Records from a dataset
::::::

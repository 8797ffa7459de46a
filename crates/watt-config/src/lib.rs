//! Daemon configuration: TOML file plus environment-variable secrets
//!
//! The file is located via `WATTD_CONFIG` (default `wattd.toml`). Credentials
//! never live in the file: the meter password and hub token are read from
//! `WATTD_METER_PASSWORD` and `WATTD_HUB_TOKEN`. `AppConfig::validate`
//! runs every startup check, including building the tariff schedule, so a
//! daemon that gets past it cannot hit a rate hole at runtime.

use serde::{Deserialize, Serialize};
use std::collections::{HashMap, HashSet};
use std::env;
use std::fs;
use std::path::Path;
use watt_core::{Circuit, HourWindow, RateSchedule, Season, TariffError, TouPeriod};

/// Environment variable holding the config file path
pub const CONFIG_PATH_VAR: &str = "WATTD_CONFIG";

/// Environment variable holding the meter HTTP password
pub const METER_PASSWORD_VAR: &str = "WATTD_METER_PASSWORD";

/// Environment variable holding the hub bearer token
pub const HUB_TOKEN_VAR: &str = "WATTD_HUB_TOKEN";

#[derive(Debug, thiserror::Error)]
pub enum ConfigError {
    #[error("invalid TOML: {0}")]
    Toml(#[from] toml::de::Error),

    #[error("io error: {0}")]
    Io(#[from] std::io::Error),

    #[error(transparent)]
    Tariff(#[from] TariffError),

    #[error("no circuits configured")]
    NoCircuits,

    #[error("duplicate circuit id: {0}")]
    DuplicateCircuit(String),

    #[error("meter.url is required when meter.mode is \"egauge\"")]
    MissingMeterUrl,

    #[error("hub.url is required when hub.enabled is true")]
    MissingHubUrl,

    #[error("missing credential: set {0}")]
    MissingCredential(&'static str),

    #[error("invalid configuration: {0}")]
    Invalid(String),
}

/// Which telemetry source the daemon polls
#[derive(Debug, Clone, Copy, PartialEq, Eq, Serialize, Deserialize)]
#[serde(rename_all = "lowercase")]
pub enum MeterMode {
    Egauge,
    Simulated,
}

#[derive(Debug, Clone, Serialize, Deserialize)]
pub struct MeterConfig {
    /// Base URL of the meter, e.g. `https://egauge12345.egaug.es`
    pub url: Option<String>,

    /// HTTP basic-auth user; leave unset for an unauthenticated meter
    pub username: Option<String>,

    /// Filled from `WATTD_METER_PASSWORD`, never from the file
    #[serde(skip)]
    pub password: Option<String>,

    #[serde(default = "default_meter_mode")]
    pub mode: MeterMode,

    #[serde(default = "default_timeout_secs")]
    pub timeout_secs: u64,
}

impl Default for MeterConfig {
    fn default() -> Self {
        Self {
            url: None,
            username: None,
            password: None,
            mode: default_meter_mode(),
            timeout_secs: default_timeout_secs(),
        }
    }
}

#[derive(Debug, Clone, Serialize, Deserialize, Default)]
pub struct HubConfig {
    /// Solar/battery integration switch; everything below is ignored when off
    #[serde(default)]
    pub enabled: bool,

    /// Base URL of the automation hub, e.g. `http://homeassistant.local:8123`
    pub url: Option<String>,

    /// Entity reporting solar production in kW
    pub solar_power_entity: Option<String>,

    /// Entity reporting battery power in kW, positive while discharging
    pub battery_power_entity: Option<String>,

    /// Entity reporting battery state of charge in percent
    pub battery_soc_entity: Option<String>,

    /// Filled from `WATTD_HUB_TOKEN`, never from the file
    #[serde(skip)]
    pub token: Option<String>,

    #[serde(default = "default_timeout_secs")]
    pub timeout_secs: u64,
}

/// Per-period import rates in dollars per kWh; holes fail validation
#[derive(Debug, Clone, Copy, Serialize, Deserialize, Default)]
pub struct PeriodRates {
    pub peak: Option<f64>,
    pub part_peak: Option<f64>,
    pub off_peak: Option<f64>,
}

#[derive(Debug, Clone, Serialize, Deserialize)]
pub struct RatesConfig {
    pub winter: PeriodRates,
    pub summer: PeriodRates,
}

impl Default for RatesConfig {
    /// EV2-A residential TOU rates
    fn default() -> Self {
        Self {
            winter: PeriodRates {
                peak: Some(0.51928),
                part_peak: Some(0.49193),
                off_peak: Some(0.29780),
            },
            summer: PeriodRates {
                peak: Some(0.64639),
                part_peak: Some(0.52525),
                off_peak: Some(0.29780),
            },
        }
    }
}

#[derive(Debug, Clone, Serialize, Deserialize)]
pub struct TariffConfig {
    #[serde(default = "default_plan_name")]
    pub plan_name: String,

    /// 1-based months billed at summer rates
    #[serde(default = "default_summer_months")]
    pub summer_months: Vec<u32>,

    /// Fixed UTC offset used for local-hour classification
    #[serde(default)]
    pub timezone_offset_hours: i8,

    #[serde(default = "default_peak_window")]
    pub peak: HourWindow,

    /// Checked in order; may be disjoint
    #[serde(default = "default_part_peak_windows")]
    pub part_peak: Vec<HourWindow>,

    #[serde(default)]
    pub rates: RatesConfig,
}

impl Default for TariffConfig {
    fn default() -> Self {
        Self {
            plan_name: default_plan_name(),
            summer_months: default_summer_months(),
            timezone_offset_hours: 0,
            peak: default_peak_window(),
            part_peak: default_part_peak_windows(),
            rates: RatesConfig::default(),
        }
    }
}

#[derive(Debug, Clone, Serialize, Deserialize)]
pub struct CircuitConfig {
    pub id: String,

    /// Display name; defaults to the id
    pub name: Option<String>,

    /// Meter register; defaults to the display name
    pub register: Option<String>,
}

impl CircuitConfig {
    fn to_circuit(&self) -> Circuit {
        let name = self.name.clone().unwrap_or_else(|| self.id.clone());
        let register = self.register.clone().unwrap_or_else(|| name.clone());
        Circuit {
            id: self.id.clone(),
            name,
            register,
        }
    }
}

#[derive(Debug, Clone, Serialize, Deserialize)]
pub struct PollConfig {
    #[serde(default = "default_poll_interval")]
    pub interval_secs: u64,

    /// Ceiling for the exponential retry backoff
    #[serde(default = "default_max_backoff")]
    pub max_backoff_secs: u64,
}

impl Default for PollConfig {
    fn default() -> Self {
        Self {
            interval_secs: default_poll_interval(),
            max_backoff_secs: default_max_backoff(),
        }
    }
}

#[derive(Debug, Clone, Serialize, Deserialize)]
pub struct StoreConfig {
    #[serde(default = "default_store_path")]
    pub path: String,

    /// Readings older than this are pruned once a day
    #[serde(default = "default_retention_days")]
    pub retention_days: u32,
}

impl Default for StoreConfig {
    fn default() -> Self {
        Self {
            path: default_store_path(),
            retention_days: default_retention_days(),
        }
    }
}

#[derive(Debug, Clone, Serialize, Deserialize)]
pub struct ServerConfig {
    #[serde(default = "default_bind")]
    pub bind: String,

    /// Snapshots retained for the recent-trend window
    #[serde(default = "default_ring_size")]
    pub ring_size: usize,

    /// Per-viewer update buffer; a viewer that falls this far behind is dropped
    #[serde(default = "default_viewer_buffer")]
    pub viewer_buffer: usize,
}

impl Default for ServerConfig {
    fn default() -> Self {
        Self {
            bind: default_bind(),
            ring_size: default_ring_size(),
            viewer_buffer: default_viewer_buffer(),
        }
    }
}

#[derive(Debug, Clone, Serialize, Deserialize, Default)]
pub struct AppConfig {
    #[serde(default)]
    pub meter: MeterConfig,

    #[serde(default)]
    pub hub: HubConfig,

    #[serde(default)]
    pub tariff: TariffConfig,

    #[serde(default)]
    pub circuits: Vec<CircuitConfig>,

    #[serde(default)]
    pub poll: PollConfig,

    #[serde(default)]
    pub store: StoreConfig,

    #[serde(default)]
    pub server: ServerConfig,
}

impl AppConfig {
    /// Load from the `WATTD_CONFIG` path and pull secrets from the environment.
    pub fn load() -> Result<Self, ConfigError> {
        let path = env::var(CONFIG_PATH_VAR).unwrap_or_else(|_| "wattd.toml".to_string());
        let mut cfg = Self::load_from(Path::new(&path))?;
        cfg.meter.password = env::var(METER_PASSWORD_VAR).ok();
        cfg.hub.token = env::var(HUB_TOKEN_VAR).ok();
        Ok(cfg)
    }

    /// Parse the file at `path`; a missing file yields the defaults.
    pub fn load_from(path: &Path) -> Result<Self, ConfigError> {
        if path.exists() {
            Ok(toml::from_str::<AppConfig>(&fs::read_to_string(path)?)?)
        } else {
            Ok(AppConfig::default())
        }
    }

    /// Run every startup check and return the validated rate schedule.
    pub fn validate(&self) -> Result<RateSchedule, ConfigError> {
        if self.circuits.is_empty() {
            return Err(ConfigError::NoCircuits);
        }
        let mut seen = HashSet::new();
        for c in &self.circuits {
            if !seen.insert(c.id.as_str()) {
                return Err(ConfigError::DuplicateCircuit(c.id.clone()));
            }
        }

        if self.meter.mode == MeterMode::Egauge {
            match &self.meter.url {
                None => return Err(ConfigError::MissingMeterUrl),
                Some(u) => check_url("meter.url", u)?,
            }
            if self.meter.username.is_some() && self.meter.password.is_none() {
                return Err(ConfigError::MissingCredential(METER_PASSWORD_VAR));
            }
        }

        if self.hub.enabled {
            match &self.hub.url {
                None => return Err(ConfigError::MissingHubUrl),
                Some(u) => check_url("hub.url", u)?,
            }
            if self.hub.token.is_none() {
                return Err(ConfigError::MissingCredential(HUB_TOKEN_VAR));
            }
            if self.hub.solar_power_entity.is_none() {
                return Err(ConfigError::Invalid(
                    "hub.solar_power_entity is required when hub.enabled is true".to_string(),
                ));
            }
        }

        if self.poll.interval_secs == 0 {
            return Err(ConfigError::Invalid(
                "poll.interval_secs must be at least 1".to_string(),
            ));
        }
        if self.poll.max_backoff_secs < self.poll.interval_secs {
            return Err(ConfigError::Invalid(
                "poll.max_backoff_secs must not be below poll.interval_secs".to_string(),
            ));
        }
        if self.server.ring_size == 0 || self.server.viewer_buffer == 0 {
            return Err(ConfigError::Invalid(
                "server.ring_size and server.viewer_buffer must be at least 1".to_string(),
            ));
        }

        self.rate_schedule()
    }

    /// Build the tariff schedule from the `[tariff]` section.
    pub fn rate_schedule(&self) -> Result<RateSchedule, ConfigError> {
        let t = &self.tariff;
        let mut rates = HashMap::new();
        for (season, period_rates) in [
            (Season::Winter, &t.rates.winter),
            (Season::Summer, &t.rates.summer),
        ] {
            for (period, rate) in [
                (TouPeriod::Peak, period_rates.peak),
                (TouPeriod::PartPeak, period_rates.part_peak),
                (TouPeriod::OffPeak, period_rates.off_peak),
            ] {
                if let Some(rate) = rate {
                    rates.insert((season, period), rate);
                }
            }
        }

        Ok(RateSchedule::new(
            t.plan_name.clone(),
            t.summer_months.clone(),
            t.peak,
            t.part_peak.clone(),
            rates,
            t.timezone_offset_hours,
        )?)
    }

    /// Monitored circuits with name/register defaults resolved.
    pub fn monitored_circuits(&self) -> Vec<Circuit> {
        self.circuits.iter().map(CircuitConfig::to_circuit).collect()
    }
}

fn check_url(field: &str, value: &str) -> Result<(), ConfigError> {
    url::Url::parse(value)
        .map(|_| ())
        .map_err(|e| ConfigError::Invalid(format!("{field}: {e}")))
}

fn default_meter_mode() -> MeterMode {
    MeterMode::Simulated
}

fn default_timeout_secs() -> u64 {
    10
}

fn default_plan_name() -> String {
    "EV2-A".to_string()
}

fn default_summer_months() -> Vec<u32> {
    vec![6, 7, 8, 9]
}

fn default_peak_window() -> HourWindow {
    HourWindow::new(16, 21)
}

fn default_part_peak_windows() -> Vec<HourWindow> {
    vec![HourWindow::new(15, 16), HourWindow::new(21, 24)]
}

fn default_poll_interval() -> u64 {
    5
}

fn default_max_backoff() -> u64 {
    60
}

fn default_store_path() -> String {
    "wattd.db".to_string()
}

fn default_retention_days() -> u32 {
    365
}

fn default_bind() -> String {
    "0.0.0.0:8080".to_string()
}

fn default_ring_size() -> usize {
    120
}

fn default_viewer_buffer() -> usize {
    16
}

::::::

Show all lines from the records above where the word "return" occurs.

ANSWER BOX:
    /// Run every startup check and return the validated rate schedule.
            return Err(ConfigError::NoCircuits);
                return Err(ConfigError::DuplicateCircuit(c.id.clone()));
                None => return Err(ConfigError::MissingMeterUrl),
                return Err(ConfigError::MissingCredential(METER_PASSWORD_VAR));
                None => return Err(ConfigError::MissingHubUrl),
                return Err(ConfigError::MissingCredential(HUB_TOKEN_VAR));
                return Err(ConfigError::Invalid(
            return Err(ConfigError::Invalid(
            return Err(ConfigError::Invalid(
            return Err(ConfigError::Invalid(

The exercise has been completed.